Start of MATERIAL TO PROCESS
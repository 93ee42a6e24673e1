//! # Persisted record shapes
//!
//! Caches are stored as a JSON object keyed by the cell's `"i,j"` text:
//!
//! ```json
//! { "36.9995,-122.0533": { "cell": { "i": 36.9995, "j": -122.0533 },
//!                          "cacheCoins": [ { "cell": { "i": 36.9995, "j": -122.0533 },
//!                                            "serial": "36.9995,-122.0533,0" } ] } }
//! ```
//!
//! The inventory is a JSON array of the same coin records. Decoding resolves every cell through
//! the [`Board`] so restored cells are the same values the grid hands out, and rejects the
//! snapshot as a whole on the first record that does not hold up.

use serde::{Deserialize, Serialize};
use std::collections::{BTreeMap, HashSet};

use crate::board::Board;
use crate::error::SnapshotError;
use crate::models::{Cell, Geocache, Geocoin, Inventory};
use crate::GRID_SCALE;

/// Off-grid tolerance, in grid units, for restored coordinates.
const GRID_TOLERANCE_UNITS: f64 = 1e-6;

#[derive(Serialize, Deserialize, Clone, Debug, PartialEq)]
pub struct CellRecord {
    pub i: f64,
    pub j: f64,
}

#[derive(Serialize, Deserialize, Clone, Debug, PartialEq)]
pub struct CoinRecord {
    pub cell: CellRecord,
    pub serial: String,
}

#[derive(Serialize, Deserialize, Clone, Debug, PartialEq)]
#[serde(rename_all = "camelCase")]
pub struct CacheRecord {
    pub cell: CellRecord,
    pub cache_coins: Vec<CoinRecord>,
}

pub type CacheMapRecord = BTreeMap<String, CacheRecord>;
pub type InventoryRecord = Vec<CoinRecord>;

// --- Encoding ---

pub fn encode_cell(cell: &Cell) -> CellRecord {
    CellRecord { i: cell.i(), j: cell.j() }
}

pub fn encode_coin(coin: &Geocoin) -> CoinRecord {
    CoinRecord {
        cell: encode_cell(&coin.cell),
        serial: coin.label(),
    }
}

pub fn encode_cache(cache: &Geocache) -> CacheRecord {
    CacheRecord {
        cell: encode_cell(&cache.cell),
        cache_coins: cache.coins().iter().map(encode_coin).collect(),
    }
}

pub fn encode_caches<'a>(caches: impl IntoIterator<Item = &'a Geocache>) -> CacheMapRecord {
    caches
        .into_iter()
        .map(|cache| (cache.cell.key(), encode_cache(cache)))
        .collect()
}

pub fn encode_inventory(inventory: &Inventory) -> InventoryRecord {
    inventory.coins().iter().map(encode_coin).collect()
}

// --- Decoding ---

fn to_grid_units(degrees: f64, key: &str) -> Result<i64, SnapshotError> {
    if !degrees.is_finite() {
        return Err(SnapshotError::NonCanonicalCell {
            key: key.to_string(),
            reason: format!("coordinate {} is not finite", degrees),
        });
    }
    let scaled = degrees * GRID_SCALE;
    let units = scaled.round();
    if (scaled - units).abs() > GRID_TOLERANCE_UNITS {
        return Err(SnapshotError::NonCanonicalCell {
            key: key.to_string(),
            reason: format!("coordinate {} is finer than the grid precision", degrees),
        });
    }
    Ok(units as i64)
}

pub fn decode_cell(record: &CellRecord, board: &mut Board) -> Result<Cell, SnapshotError> {
    let key = format!("{},{}", record.i, record.j);
    let cell = Cell::from_units(to_grid_units(record.i, &key)?, to_grid_units(record.j, &key)?);
    Ok(board.canonical_cell(cell))
}

/// Accepts both the `"i,j,n"` label and a bare `"n"`.
fn decode_serial(serial: &str, cell: &Cell) -> Result<u32, SnapshotError> {
    let bad = || SnapshotError::BadSerial {
        serial: serial.to_string(),
    };
    let number = match serial.rsplit_once(',') {
        Some((prefix, number)) => {
            if prefix != cell.key() {
                return Err(bad());
            }
            number
        }
        None => serial,
    };
    number.trim().parse::<u32>().map_err(|_| bad())
}

fn decode_coin(
    record: &CoinRecord,
    board: &mut Board,
    seen: &mut HashSet<Geocoin>,
) -> Result<Geocoin, SnapshotError> {
    let cell = decode_cell(&record.cell, board)?;
    let coin = Geocoin::new(cell, decode_serial(&record.serial, &cell)?);
    if !seen.insert(coin) {
        return Err(SnapshotError::DuplicateCoin { coin });
    }
    Ok(coin)
}

fn decode_caches_into(
    records: CacheMapRecord,
    board: &mut Board,
    seen: &mut HashSet<Geocoin>,
) -> Result<Vec<Geocache>, SnapshotError> {
    let mut caches = Vec::with_capacity(records.len());
    for (key, record) in records {
        let cell = decode_cell(&record.cell, board)?;
        if key != cell.key() {
            return Err(SnapshotError::KeyMismatch { key, cell });
        }
        let coins = record
            .cache_coins
            .iter()
            .map(|coin| decode_coin(coin, board, seen))
            .collect::<Result<Vec<_>, _>>()?;
        caches.push(Geocache::new(cell, coins));
    }
    Ok(caches)
}

pub fn decode_caches(records: CacheMapRecord, board: &mut Board) -> Result<Vec<Geocache>, SnapshotError> {
    decode_caches_into(records, board, &mut HashSet::new())
}

pub fn decode_inventory(records: InventoryRecord, board: &mut Board) -> Result<Inventory, SnapshotError> {
    decode_inventory_into(records, board, &mut HashSet::new())
}

fn decode_inventory_into(
    records: InventoryRecord,
    board: &mut Board,
    seen: &mut HashSet<Geocoin>,
) -> Result<Inventory, SnapshotError> {
    let coins = records
        .iter()
        .map(|coin| decode_coin(coin, board, seen))
        .collect::<Result<Vec<_>, _>>()?;
    Ok(Inventory::from_coins(coins))
}

/// Decodes caches and inventory together so a coin stored in both is caught.
pub fn decode_world(
    caches: CacheMapRecord,
    inventory: InventoryRecord,
    board: &mut Board,
) -> Result<(Vec<Geocache>, Inventory), SnapshotError> {
    let mut seen = HashSet::new();
    let caches = decode_caches_into(caches, board, &mut seen)?;
    let inventory = decode_inventory_into(inventory, board, &mut seen)?;
    Ok((caches, inventory))
}

#[cfg(test)]
mod tests {
    use super::*;
    use serde_json::json;

    fn board() -> Board {
        Board::new(1e-4, 8)
    }

    fn cell() -> Cell {
        Cell::from_units(369_995, -1_220_533)
    }

    #[test]
    fn cache_record_uses_the_documented_field_names() {
        let cache = Geocache::new(cell(), vec![Geocoin::new(cell(), 0)]);
        let value = serde_json::to_value(encode_caches([&cache])).unwrap();
        assert_eq!(
            value,
            json!({
                "36.9995,-122.0533": {
                    "cell": { "i": 36.9995, "j": -122.0533 },
                    "cacheCoins": [
                        { "cell": { "i": 36.9995, "j": -122.0533 }, "serial": "36.9995,-122.0533,0" }
                    ]
                }
            })
        );
    }

    #[test]
    fn decode_preserves_order_and_identity() {
        let coins = vec![Geocoin::new(cell(), 2), Geocoin::new(cell(), 0), Geocoin::new(cell().offset(1, 1), 5)];
        let cache = Geocache::new(cell(), coins.clone());
        let decoded = decode_caches(encode_caches([&cache]), &mut board()).unwrap();
        assert_eq!(decoded, vec![cache]);
        assert_eq!(decoded[0].coins(), coins.as_slice());
    }

    #[test]
    fn bare_numeric_serial_is_accepted() {
        let record: InventoryRecord =
            serde_json::from_value(json!([{ "cell": { "i": 36.9995, "j": -122.0533 }, "serial": "7" }])).unwrap();
        let inventory = decode_inventory(record, &mut board()).unwrap();
        assert_eq!(inventory.coins(), &[Geocoin::new(cell(), 7)]);
    }

    #[test]
    fn serial_from_another_cell_is_rejected() {
        let record: InventoryRecord =
            serde_json::from_value(json!([{ "cell": { "i": 36.9995, "j": -122.0533 }, "serial": "1,2,7" }])).unwrap();
        assert!(matches!(decode_inventory(record, &mut board()), Err(SnapshotError::BadSerial { .. })));
    }

    #[test]
    fn off_grid_cell_is_rejected() {
        let record: InventoryRecord =
            serde_json::from_value(json!([{ "cell": { "i": 36.99953, "j": -122.0533 }, "serial": "1" }])).unwrap();
        assert!(matches!(
            decode_inventory(record, &mut board()),
            Err(SnapshotError::NonCanonicalCell { .. })
        ));
    }

    #[test]
    fn mismatched_key_is_rejected() {
        let cache = Geocache::new(cell(), vec![]);
        let mut records = encode_caches([&cache]);
        let record = records.remove(&cell().key()).unwrap();
        records.insert("1,2".to_string(), record);
        assert!(matches!(decode_caches(records, &mut board()), Err(SnapshotError::KeyMismatch { .. })));
    }

    #[test]
    fn coin_in_cache_and_inventory_is_rejected() {
        let coin = Geocoin::new(cell(), 0);
        let cache = Geocache::new(cell(), vec![coin]);
        let inventory = Inventory::from_coins(vec![coin]);
        let result = decode_world(encode_caches([&cache]), encode_inventory(&inventory), &mut board());
        assert!(matches!(result, Err(SnapshotError::DuplicateCoin { .. })));
    }

    #[test]
    fn missing_fields_fail_to_parse() {
        let parsed: Result<CacheMapRecord, _> =
            serde_json::from_value(json!({ "1,2": { "cell": { "i": 1.0 }, "cacheCoins": [] } }));
        assert!(parsed.is_err());
    }
}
End of MATERIAL TO PROCESS
Given the records above, restate word for word only the lines starting at the one with "let inventory = decode_inventory_into(inventory, board, &mut" and ending at the one with "fn cell() ->".

    let inventory = decode_inventory_into(inventory, board, &mut seen)?;
    Ok((caches, inventory))
}

#[cfg(test)]
mod tests {
    use super::*;
    use serde_json::json;

    fn board() -> Board {
        Board::new(1e-4, 8)
    }

    fn cell() -> Cell {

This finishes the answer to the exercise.